玄関で二戦目を妹と始まりそうな空気が流れていたら。
「瑞樹ちゃん。お兄さんは疲れてるんだからあんまり無理させちゃダメよ。」
結城さんのアシストが入り。
「瑞樹、兄さんを襲うにしても怪我してる時はダメでしょ。怪我を悪化させたらどうするの?」
どうにか鈴はまだ俺の味方だった。
「ちぇー、じゃあ治ったらにする。」
「治っても襲わないでくれ怖いから。」
荷物を自室に置いてからリビングへ行き結城さんにお礼を言う。
「いつもありがとうございます、あいつら迷惑かけませんでしたか?」
「大丈夫ですよ、鈴ちゃんを中心に手伝いもしてくれますし。私も可愛い妹ができたみたいで楽しいですから。」
「それならよかったです。あと、園木・・黒髪の俺と同じくらいの歳の女の子が帰ってきました?」
「縁ちゃんなら難しい顔して帰ってきたと思ったらすぐにお風呂入って寝ちゃいましたよ。」
あの場の雰囲気にでも当てられたのだろうか、とりあえず明日聞いてみよう。
「それより剛志くんその左肩どうします?私に治療させてくれます?」
さっきまで普通だった結城さんは顔を赤らめ息を荒くして、いつの間にか机で向かい合っていたのに俺の左側に来ていた。

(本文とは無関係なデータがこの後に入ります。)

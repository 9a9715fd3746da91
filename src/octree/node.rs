use crate::octree::aabb::{create_child_aabb, Aabb};
use crate::octree::NodeId;
use std::sync::Arc;

/// Hierarchy record type marking a proxy in `hierarchy.bin`.
pub const PROXY_NODE_TYPE: u8 = 2;

/// Where a node's points can be found.
#[derive(Clone, Copy, Debug, PartialEq, Eq)]
pub enum NodeState {
    /// Points live in the node's own `.bin` chunk file (Potree 1.x).
    Chunk,
    /// Points live at a byte range of `octree.bin`.
    Resolved { byte_offset: u64, byte_size: u64 },
    /// Points are unknown until this byte range of `hierarchy.bin` is parsed.
    Proxy {
        hierarchy_byte_offset: u64,
        hierarchy_byte_size: u64,
    },
}

impl Default for NodeState {
    fn default() -> Self {
        NodeState::Resolved {
            byte_offset: 0,
            byte_size: 0,
        }
    }
}

#[derive(Clone, Debug, Default)]
pub struct OctreeNode {
    /// Octant digits from the root, empty for the root itself.
    pub address: String,
    pub bounding_box: Aabb,
    pub spacing: f64,
    pub level: u32,
    pub num_points: u32,
    pub state: NodeState,
    /// Raw record type, kept for diagnostics.
    pub node_type: u8,
    pub parent: Option<NodeId>,
    children: [Option<NodeId>; 8],
    pub(crate) resolve_lock: Arc<tokio::sync::Mutex<()>>,
}

impl OctreeNode {
    pub fn root(bounding_box: Aabb, spacing: f64, state: NodeState) -> Self {
        Self {
            bounding_box,
            spacing,
            state,
            node_type: match state {
                NodeState::Proxy { .. } => PROXY_NODE_TYPE,
                _ => 0,
            },
            ..Default::default()
        }
    }

    /// A child of `parent` at `octant`, one level down with half the spacing.
    pub fn child_of(parent: &OctreeNode, parent_id: NodeId, octant: usize, state: NodeState) -> Self {
        Self {
            address: format!("{}{}", parent.address, octant),
            bounding_box: create_child_aabb(&parent.bounding_box, octant),
            spacing: parent.spacing / 2.0,
            level: parent.level + 1,
            state,
            parent: Some(parent_id),
            ..Default::default()
        }
    }

    /// Display name as used by Potree, `r` followed by the address.
    pub fn name(&self) -> String {
        format!("r{}", self.address)
    }

    pub fn child(&self, octant: usize) -> Option<NodeId> {
        self.children.get(octant).copied().flatten()
    }

    pub fn children(&self) -> impl Iterator<Item = NodeId> + '_ {
        self.children.iter().filter_map(|child| *child)
    }

    pub fn child_mask(&self) -> u8 {
        self.children
            .iter()
            .enumerate()
            .filter(|(_, child)| child.is_some())
            .fold(0, |mask, (octant, _)| mask | (1 << octant))
    }

    pub fn has_children(&self) -> bool {
        self.children.iter().any(Option::is_some)
    }

    pub(crate) fn set_child(&mut self, octant: usize, child: Option<NodeId>) {
        self.children[octant] = child;
    }

    pub fn is_proxy(&self) -> bool {
        matches!(self.state, NodeState::Proxy { .. })
    }

    /// Size in bytes of the node's point block, when known without I/O.
    pub fn byte_size(&self) -> Option<u64> {
        match self.state {
            NodeState::Resolved { byte_size, .. } => Some(byte_size),
            _ => None,
        }
    }
}
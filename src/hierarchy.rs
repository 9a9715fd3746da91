use crate::metadata::CloudMetadata;
use crate::octree::node::{NodeState, OctreeNode, PROXY_NODE_TYPE};
use crate::octree::{FlatOctree, NodeId};
use crate::resource::{DataFetcher, ResourceClient, ResourceError};
use binrw::{binrw, BinReaderExt};
use std::collections::{HashSet, VecDeque};
use std::io::Cursor;
use thiserror::Error;
use tracing::{debug, instrument, warn};

/// Size of one `hierarchy.bin` record.
pub const BYTES_PER_NODE: usize = 22;
/// Size of one `.hrc` record: a child mask and four unused bytes.
pub const BYTES_PER_LEGACY_NODE: usize = 5;

pub const HIERARCHY_EXTENSION: &str = ".hrc";

#[derive(Error, Debug)]
pub enum ReadHierarchyError {
    #[error("Hierarchy data has {actual} bytes, expected {expected}")]
    LengthMismatch { expected: u64, actual: u64 },

    #[error("Node {0:?} does not exist")]
    NodeNotFound(NodeId),

    #[error("IO Error: {0}")]
    Io(#[from] std::io::Error),

    #[error("Resource error: {0}")]
    Resource(#[from] ResourceError),

    #[error("Invalid binary data: {0}")]
    InvalidBinaryData(#[from] binrw::error::Error),
}

#[binrw]
#[derive(Debug, Clone, Default, PartialEq, Eq)]
#[brw(little)]
pub struct HierarchyNodeEntry {
    pub r#type: u8,
    pub child_mask: u8,
    pub num_points: u32,
    pub byte_offset: u64,
    pub byte_size: u64,
}

/// Outcome of parsing one hierarchy buffer.
#[derive(Debug, Clone, Default, PartialEq, Eq)]
pub struct HierarchyParse {
    /// Records applied to a node.
    pub records: usize,
    /// Nodes announced by a child mask.
    pub discovered: usize,
    /// Nodes announced but left without a record, v2 detaches them.
    pub leftovers: Vec<NodeId>,
}

/// Logs a hierarchy buffer whose length is not what was asked for. Parsing
/// goes on with the complete records.
pub(crate) fn check_length(node: &OctreeNode, expected: u64, actual: u64) {
    if expected != actual {
        let error = ReadHierarchyError::LengthMismatch { expected, actual };
        warn!(node = %node.name(), %error, "partial hierarchy");
    }
}

fn insert_child(
    octree: &mut FlatOctree<OctreeNode>,
    parent_id: NodeId,
    octant: usize,
    state: NodeState,
) -> Result<NodeId, ReadHierarchyError> {
    let parent = octree
        .node(parent_id)
        .ok_or(ReadHierarchyError::NodeNotFound(parent_id))?;
    if let Some(existing) = parent.child(octant) {
        return Ok(existing);
    }

    let child = OctreeNode::child_of(parent, parent_id, octant, state);
    let child_id = octree.insert(child);
    octree
        .node_mut(parent_id)
        .ok_or(ReadHierarchyError::NodeNotFound(parent_id))?
        .set_child(octant, Some(child_id));
    Ok(child_id)
}

/// Parses a `hierarchy.bin` range whose first record describes `node_id`.
///
/// Records follow the order in which nodes were announced: every non-proxy
/// record appends its children to the frontier and record `i` describes
/// frontier entry `i`. Proxy records carry the location of a further range
/// and announce no children. Announced nodes left without a record are
/// removed again.
pub fn parse_hierarchy_v2(
    octree: &mut FlatOctree<OctreeNode>,
    node_id: NodeId,
    buf: &[u8],
) -> Result<HierarchyParse, ReadHierarchyError> {
    let num_nodes = buf.len() / BYTES_PER_NODE;
    let mut cursor = Cursor::new(buf);

    let mut frontier = Vec::with_capacity(num_nodes.max(1));
    frontier.push(node_id);
    let mut summary = HierarchyParse::default();

    for i in 0..num_nodes {
        let Some(&current_id) = frontier.get(i) else {
            debug!(extra = num_nodes - i, "hierarchy records without a node");
            break;
        };
        let entry: HierarchyNodeEntry = cursor.read_le()?;

        let current = octree
            .node_mut(current_id)
            .ok_or(ReadHierarchyError::NodeNotFound(current_id))?;

        // the first record of a proxy's range is the proxy itself, as a real node
        current.state = if current.is_proxy() || entry.r#type != PROXY_NODE_TYPE {
            NodeState::Resolved {
                byte_offset: entry.byte_offset,
                byte_size: entry.byte_size,
            }
        } else {
            NodeState::Proxy {
                hierarchy_byte_offset: entry.byte_offset,
                hierarchy_byte_size: entry.byte_size,
            }
        };
        current.num_points = entry.num_points;
        if current.byte_size() == Some(0) {
            // potree issue 1125: inner nodes may claim points they do not have,
            // their byte size is still 0
            current.num_points = 0;
        }
        current.node_type = entry.r#type;
        summary.records += 1;

        if current.is_proxy() {
            continue;
        }

        for octant in 0..8 {
            if entry.child_mask & (1 << octant) == 0 {
                continue;
            }
            let child_id = insert_child(octree, current_id, octant, NodeState::default())?;
            frontier.push(child_id);
            summary.discovered += 1;
        }
    }

    // announced nodes that never got their record are not part of the tree;
    // the node being parsed stays, even without a record
    for &orphan in frontier.iter().skip(summary.records.max(1)) {
        if let Some(node) = octree.remove(orphan) {
            if let Some(parent) = node.parent.and_then(|p| octree.node_mut(p)) {
                if let Some(octant) = node.address.chars().last().and_then(|c| c.to_digit(8)) {
                    parent.set_child(octant as usize, None);
                }
            }
        }
        summary.leftovers.push(orphan);
    }
    if !summary.leftovers.is_empty() {
        debug!(
            detached = summary.leftovers.len(),
            "hierarchy range ended before all announced nodes"
        );
    }

    Ok(summary)
}

/// Parses one `.hrc` chunk whose first record describes `owner`.
///
/// Records are consumed breadth first. Children already present are reused
/// so a chunk may describe nodes created by the chunk above it. The
/// returned leftovers were announced by the deepest level of the chunk and
/// are described by the chunks of their parents.
pub fn parse_hrc_chunk(
    octree: &mut FlatOctree<OctreeNode>,
    owner: NodeId,
    data: &[u8],
) -> Result<HierarchyParse, ReadHierarchyError> {
    let num_nodes = data.len() / BYTES_PER_LEGACY_NODE;
    let mut queue = VecDeque::from([owner]);
    let mut summary = HierarchyParse::default();

    for record in data.chunks_exact(BYTES_PER_LEGACY_NODE).take(num_nodes) {
        let Some(current_id) = queue.pop_front() else {
            debug!("chunk records without a node");
            break;
        };
        let configuration = record[0];
        summary.records += 1;

        for octant in 0..8 {
            if configuration & (1 << octant) != 0 {
                let child_id = insert_child(octree, current_id, octant, NodeState::Chunk)?;
                queue.push_back(child_id);
                summary.discovered += 1;
            }
        }
    }

    summary.leftovers = queue.into_iter().collect();
    Ok(summary)
}

/// Builds the whole Potree 1.x tree below the root of `octree`.
///
/// Chunk owners are processed from a FIFO worklist and each one is fetched
/// at most once. A missing chunk below the root is logged and skipped.
#[instrument(skip_all, fields(cloud = %metadata.cloud_name))]
pub async fn build_v1_hierarchy<C: ResourceClient>(
    octree: &mut FlatOctree<OctreeNode>,
    fetcher: &DataFetcher<C>,
    metadata: &CloudMetadata,
) -> Result<(), ReadHierarchyError> {
    let root_id = octree.root_id();
    let mut worklist = VecDeque::from([root_id]);
    let mut visited = HashSet::new();

    while let Some(owner) = worklist.pop_front() {
        if !visited.insert(owner) {
            continue;
        }

        let address = octree
            .node(owner)
            .ok_or(ReadHierarchyError::NodeNotFound(owner))?
            .address
            .clone();

        let data = match fetcher
            .find_and_load_chunk(
                &metadata.octree_dir,
                &address,
                metadata.hierarchy_step_size,
                HIERARCHY_EXTENSION,
            )
            .await
        {
            Ok(data) => data,
            Err(error) if owner == root_id => return Err(error.into()),
            Err(error) => {
                warn!(node = %format!("r{}", address), %error, "skipping hierarchy chunk");
                continue;
            }
        };

        if data.len() % BYTES_PER_LEGACY_NODE != 0 {
            warn!(
                node = %format!("r{}", address),
                len = data.len(),
                "hierarchy chunk is not a whole number of records"
            );
        }

        let chunk = parse_hrc_chunk(octree, owner, &data)?;
        debug!(
            node = %format!("r{}", address),
            records = chunk.records,
            discovered = chunk.discovered,
            "parsed hierarchy chunk"
        );

        for leftover in chunk.leftovers {
            if let Some(parent) = octree.node(leftover).and_then(|node| node.parent) {
                if !visited.contains(&parent) {
                    worklist.push_back(parent);
                }
            }
        }
    }

    Ok(())
}
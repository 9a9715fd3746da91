pub mod fetcher;
pub mod file;

#[cfg(feature = "reqwest")]
pub mod reqwest;

use async_trait::async_trait;
use serde::de::DeserializeOwned;
use std::collections::BTreeMap;
use std::sync::Arc;

pub use fetcher::{DataFetcher, StorageContext};

/// Byte access to a named resource, local or remote.
#[async_trait]
pub trait ResourceClient: Send + Sync {
    async fn get(
        &self,
        url: &str,
        headers: Option<BTreeMap<String, String>>,
    ) -> Result<Vec<u8>, ResourceError>;

    async fn get_range(
        &self,
        url: &str,
        offset: u64,
        length: usize,
        headers: Option<BTreeMap<String, String>>,
    ) -> Result<Vec<u8>, ResourceError> {
        if length == 0 {
            return Ok(Vec::new());
        }

        let mut all_headers = headers.unwrap_or_default();
        all_headers.insert("Range".to_string(), range_header(offset, length)?);

        self.get(url, Some(all_headers)).await
    }

    async fn get_json<T: DeserializeOwned + Send>(
        &self,
        url: &str,
        headers: Option<BTreeMap<String, String>>,
    ) -> Result<T, ResourceError> {
        let bytes = self.get(url, headers).await?;
        Ok(serde_json::from_slice(&bytes)?)
    }
}

#[async_trait]
impl<C: ResourceClient> ResourceClient for Arc<C> {
    async fn get(
        &self,
        url: &str,
        headers: Option<BTreeMap<String, String>>,
    ) -> Result<Vec<u8>, ResourceError> {
        (**self).get(url, headers).await
    }

    async fn get_range(
        &self,
        url: &str,
        offset: u64,
        length: usize,
        headers: Option<BTreeMap<String, String>>,
    ) -> Result<Vec<u8>, ResourceError> {
        (**self).get_range(url, offset, length, headers).await
    }
}

/// `Range` header value for `length` bytes starting at `offset`, both ends inclusive.
pub fn range_header(offset: u64, length: usize) -> Result<String, ResourceError> {
    let end = offset
        .checked_add(length as u64)
        .and_then(|v| v.checked_sub(1))
        .ok_or_else(|| ResourceError::Other("Range overflow".into()))?;
    Ok(format!("bytes={}-{}", offset, end))
}

#[derive(Debug, thiserror::Error)]
pub enum ResourceError {
    #[error("Resource not found: {0}")]
    NotFound(String),

    #[error("Network error: {0}")]
    Network(String),

    #[error("Request timed out: {0}")]
    Timeout(String),

    #[error("Unexpected HTTP status code: {0}")]
    Status(u16),

    #[error("JSON error: {0}")]
    Json(#[from] serde_json::Error),

    #[error("File error: {0}")]
    File(#[from] std::io::Error),

    #[error("{0}")]
    Other(String),

    #[error("Unsupported scheme: {0}")]
    Unsupported(String),
}

impl ResourceError {
    /// Transport failures a caller may retry or skip.
    pub fn is_fetch_error(&self) -> bool {
        matches!(
            self,
            ResourceError::Network(_) | ResourceError::Timeout(_) | ResourceError::Status(_)
        )
    }
}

「心配しなくて大丈夫ですよ、来週の試合では何一つ不自由なくいつも通りに動かせるようにしてあげますから。」
「いや・・・・心配してるところそこじゃないんですけど。」
「手術なんてしません。だた、新しいお薬を使うだけですから。大丈夫猿へ投与した結果85%は成功していますから。」
結城さん普通にしていればモテそうなのに・・・・・・上が上なだけに下も染まっていくのか、それとも集まっていくのか。
「・・・・いったいどんな効果の薬なんですか?」
いざとなったら全力で逃げればいい。
「それはですね。体の代謝をすっごく高めて傷や怪我なんかを自然治癒的に直せる薬ンなんですよ。」
「へぇ、すごいですね。それで、デメリットは?」
「薬が適合しすぎると極度の性的興奮状態になってしまいます。」
ガタン
ドアの向こうに意識を集中すると人の気配を2つ感じる。
「猿の場合はそのまま一週間くらい叫びながら暴れてました。」
感じる。ドアの向こうからとてつもない邪な感情を感じる。
「遠慮しておきます。失敗した時が怖いですから。色々な意味で・・・・」
「そうですか、残念です。「お兄ちゃんいつもお世話になってるんだから被検体になってあげなよ」」
瑞樹がドアを勢いよく開けてリビングに入ってきた。
「そ・・・その、もしも適合しすぎた場合は私が受け止めてあげるから。」
わざとらしく顔を赤らめ体をだくようにしならせる。
・・・・・・色気なんてものは微塵も感じないが。
とりあえず鈴を呼んで瑞樹を部屋に強制連行。
「すみません、俺が帰ってきてから暴走してるみたいで。」
「賑やかでいいじゃないですか。じゃあ、明日迎えが来るように手配しときますね。」
結城さんを見送りシャワーで汗を流し、部屋に行けば流石に今日は気を使ってくれたのか、瑞樹も鈴もいなかったので安心して寝ることが出来た。